Adail Filho e Mayara Pinheiro são filhos de Adail Pinheiro – acusado de chefiar uma rede de pedofilia em Coari.

Adail Pinheiro foi preso pela primeira vez em 2008 durante a Operação Vorax, da Polícia Federal, por suspeita de desviar mais de R$ 40 milhões. À época, os policiais também colheram indícios de que Adail chefiava uma rede de exploração sexual que contava com servidores públicos para identificar e aliciar as vítimas.

Em 2014, o ex-prefeito ele foi denunciado por pedofilia e condenado por comandar um esquema milionário de fraudes em licitações e desvios de recursos públicos na Prefeitura de Coari.

Em 2017, o ex-prefeito de Coari, Adail Pinheiro, recebeu indulto e teve extinção da pena de prisão de mais de 11 anos.
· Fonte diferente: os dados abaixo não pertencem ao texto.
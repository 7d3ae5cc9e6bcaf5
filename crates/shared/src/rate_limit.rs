//! In-memory fixed-window rate limiter
//!
//! Keyed by an arbitrary string (the API uses the client IP). Each key gets a
//! rolling fixed window: the first request opens the window, subsequent
//! requests within it increment a counter, and the window resets once its
//! duration has elapsed. State lives in process memory; a multi-instance
//! deployment rate-limits per instance.

use std::collections::HashMap;
use std::sync::Arc;
use std::time::{Duration, Instant};

use tokio::sync::Mutex;

/// Entries older than this are pruned opportunistically on insert.
const STALE_AFTER: Duration = Duration::from_secs(10 * 60);

#[derive(Debug, Clone, Copy)]
struct Window {
    started: Instant,
    count: u32,
}

/// Thread-safe fixed-window rate limiter.
#[derive(Clone)]
pub struct RateLimiter {
    windows: Arc<Mutex<HashMap<String, Window>>>,
}

impl RateLimiter {
    /// Create an in-memory limiter with no background sweeper.
    pub fn new_in_memory() -> Self {
        Self {
            windows: Arc::new(Mutex::new(HashMap::new())),
        }
    }

    /// Record a hit for `key` and report whether it is within `limit` hits
    /// per `window`. Returns `false` once the limit is exceeded; the counter
    /// still advances so repeated over-limit calls stay rejected until the
    /// window rolls over.
    pub async fn check(&self, key: &str, limit: u32, window: Duration) -> bool {
        self.check_at(key, limit, window, Instant::now()).await
    }

    /// Clock-injectable variant of [`check`](Self::check).
    pub async fn check_at(&self, key: &str, limit: u32, window: Duration, now: Instant) -> bool {
        let mut windows = self.windows.lock().await;

        // Opportunistic cleanup so abandoned keys do not accumulate.
        if windows.len() > 1024 {
            windows.retain(|_, w| now.duration_since(w.started) < STALE_AFTER);
        }

        let entry = windows.entry(key.to_string()).or_insert(Window {
            started: now,
            count: 0,
        });

        if now.duration_since(entry.started) >= window {
            entry.started = now;
            entry.count = 0;
        }

        entry.count += 1;
        entry.count <= limit
    }

    /// Drop all state for a key. Used by tests and by admin tooling.
    pub async fn reset(&self, key: &str) {
        self.windows.lock().await.remove(key);
    }
}

impl Default for RateLimiter {
    fn default() -> Self {
        Self::new_in_memory()
    }
}
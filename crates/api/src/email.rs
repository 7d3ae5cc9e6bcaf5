//! Outbound mail
//!
//! Thin client for a Resend-style HTTP mail API. No retry guarantees: a send
//! either succeeds or surfaces as an internal error to the caller. With no
//! API key configured the mailer is disabled and messages are dropped with a
//! warning, which keeps local development working without a mail account.

use serde_json::json;

const SEND_ENDPOINT: &str = "https://api.resend.com/emails";

#[derive(Debug, thiserror::Error)]
pub enum MailError {
    #[error("Mail send failed")]
    Send,
}

#[derive(Clone)]
pub struct Mailer {
    api_key: String,
    from: String,
    client: reqwest::Client,
}

impl Mailer {
    pub fn new(api_key: String, from: String, client: reqwest::Client) -> Self {
        Self {
            api_key,
            from,
            client,
        }
    }

    pub fn is_enabled(&self) -> bool {
        !self.api_key.is_empty()
    }

    /// Send one HTML mail. Disabled mailer drops the message.
    pub async fn send(&self, to: &str, subject: &str, html: &str) -> Result<(), MailError> {
        if !self.is_enabled() {
            tracing::warn!(to = %to, subject = %subject, "Mail disabled, dropping message");
            return Ok(());
        }

        let response = self
            .client
            .post(SEND_ENDPOINT)
            .bearer_auth(&self.api_key)
            .json(&json!({
                "from": self.from,
                "to": [to],
                "subject": subject,
                "html": html,
            }))
            .send()
            .await
            .map_err(|e| {
                tracing::error!(error = ?e, "Mail request failed");
                MailError::Send
            })?;

        if !response.status().is_success() {
            tracing::error!(status = %response.status(), "Mail provider rejected message");
            return Err(MailError::Send);
        }

        tracing::info!(to = %to, subject = %subject, "Mail sent");
        Ok(())
    }
}

/// Subject and body for a one-time login code.
pub fn login_code_message(code: &str) -> (String, String) {
    (
        "Your Stepping Stones login code".to_string(),
        format!(
            "<p>Your login code is <strong>{code}</strong>.</p>\
             <p>It expires in 10 minutes. If you did not request it, you can ignore this mail.</p>"
        ),
    )
}

/// Subject and body for an email-verification link token.
pub fn verification_message(token: &str) -> (String, String) {
    (
        "Verify your Stepping Stones email address".to_string(),
        format!(
            "<p>Welcome to Stepping Stones!</p>\
             <p>Confirm your email address with this token: <code>{token}</code></p>"
        ),
    )
}

#[cfg(test)]
mod tests {
    use super::*;

    #[test]
    fn mailer_without_key_is_disabled() {
        let mailer = Mailer::new(
            String::new(),
            "test@example.com".to_string(),
            reqwest::Client::new(),
        );
        assert!(!mailer.is_enabled());
    }

    #[tokio::test]
    async fn disabled_mailer_drops_without_error() {
        let mailer = Mailer::new(
            String::new(),
            "test@example.com".to_string(),
            reqwest::Client::new(),
        );
        assert!(mailer.send("to@example.com", "s", "<p>x</p>").await.is_ok());
    }

    #[test]
    fn login_code_message_contains_code() {
        let (subject, html) = login_code_message("123456");
        assert!(subject.contains("login code"));
        assert!(html.contains("123456"));
    }
}
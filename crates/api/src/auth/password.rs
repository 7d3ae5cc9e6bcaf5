//! Password hashing with Argon2
//!
//! Only the legacy password login path uses this; the primary login flow is
//! the one-time code. Users created without a password (newsletter/partner
//! records) have a NULL hash and are rejected before any verification runs.

use argon2::password_hash::rand_core::OsRng;
use argon2::password_hash::{PasswordHash, PasswordHasher, PasswordVerifier, SaltString};
use argon2::Argon2;

#[derive(Debug, thiserror::Error)]
pub enum PasswordError {
    #[error("Password hashing failed")]
    Hash,
}

pub fn hash_password(password: &str) -> Result<String, PasswordError> {
    let salt = SaltString::generate(&mut OsRng);
    Argon2::default()
        .hash_password(password.as_bytes(), &salt)
        .map(|hash| hash.to_string())
        .map_err(|e| {
            tracing::error!(error = ?e, "Password hashing failed");
            PasswordError::Hash
        })
}

/// Verify a candidate password against a stored hash. A hash that fails to
/// parse counts as a verification failure, not an internal error.
pub fn verify_password(password: &str, stored_hash: &str) -> bool {
    match PasswordHash::new(stored_hash) {
        Ok(parsed) => Argon2::default()
            .verify_password(password.as_bytes(), &parsed)
            .is_ok(),
        Err(_) => false,
    }
}
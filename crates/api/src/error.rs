//! API error taxonomy
//!
//! Every handler returns `ApiResult<T>`; the single [`IntoResponse`] impl is
//! the only place an error becomes HTTP. Raw store/library errors are logged
//! server-side and surface as a generic internal error, never in the body.

use axum::http::StatusCode;
use axum::response::{IntoResponse, Response};
use axum::Json;
use serde_json::json;

pub type ApiResult<T> = Result<T, ApiError>;

#[derive(Debug, thiserror::Error)]
pub enum ApiError {
    /// Malformed or missing input.
    #[error("{0}")]
    BadRequest(String),
    /// Valid request shape but failed credential/token check.
    #[error("{0}")]
    Unauthorized(String),
    /// Authenticated but not permitted, or refresh signature invalid.
    #[error("{0}")]
    Forbidden(String),
    #[error("{0}")]
    NotFound(String),
    #[error("Too many requests, please try again later")]
    TooManyRequests,
    /// Downstream dependency failure; detail is logged, not returned.
    #[error("Internal server error")]
    Internal,
}

impl ApiError {
    pub fn status(&self) -> StatusCode {
        match self {
            Self::BadRequest(_) => StatusCode::BAD_REQUEST,
            Self::Unauthorized(_) => StatusCode::UNAUTHORIZED,
            Self::Forbidden(_) => StatusCode::FORBIDDEN,
            Self::NotFound(_) => StatusCode::NOT_FOUND,
            Self::TooManyRequests => StatusCode::TOO_MANY_REQUESTS,
            Self::Internal => StatusCode::INTERNAL_SERVER_ERROR,
        }
    }
}

impl IntoResponse for ApiError {
    fn into_response(self) -> Response {
        let status = self.status();
        let body = Json(json!({
            "message": self.to_string(),
            "success": false,
        }));
        (status, body).into_response()
    }
}

impl From<sqlx::Error> for ApiError {
    fn from(err: sqlx::Error) -> Self {
        tracing::error!(error = ?err, "Database error");
        Self::Internal
    }
}

impl From<reqwest::Error> for ApiError {
    fn from(err: reqwest::Error) -> Self {
        tracing::error!(error = ?err, "Outbound HTTP error");
        Self::Internal
    }
}

#[cfg(test)]
mod tests {
    use super::*;

    #[test]
    fn status_codes_match_taxonomy() {
        assert_eq!(
            ApiError::BadRequest("x".into()).status(),
            StatusCode::BAD_REQUEST
        );
        assert_eq!(
            ApiError::Unauthorized("x".into()).status(),
            StatusCode::UNAUTHORIZED
        );
        assert_eq!(
            ApiError::Forbidden("x".into()).status(),
            StatusCode::FORBIDDEN
        );
        assert_eq!(ApiError::NotFound("x".into()).status(), StatusCode::NOT_FOUND);
        assert_eq!(
            ApiError::TooManyRequests.status(),
            StatusCode::TOO_MANY_REQUESTS
        );
        assert_eq!(
            ApiError::Internal.status(),
            StatusCode::INTERNAL_SERVER_ERROR
        );
    }

    #[test]
    fn internal_error_hides_detail() {
        let err: ApiError = sqlx::Error::PoolClosed.into();
        assert_eq!(err.to_string(), "Internal server error");
    }
}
O Tribunal de Justiça do Amazonas, com base no parecer favorável do Ministério Público do Amazonas, concluiu que o ex-político se enquadrava nos requisitos do perdão presidencial, cujas regras foram estabelecidas pelo presidente Michel Temer. Adail cumpria pena por exploração sexual de crianças e adolescentes, entre outros crimes, em prisão domiciliar com uso de tornozeleira.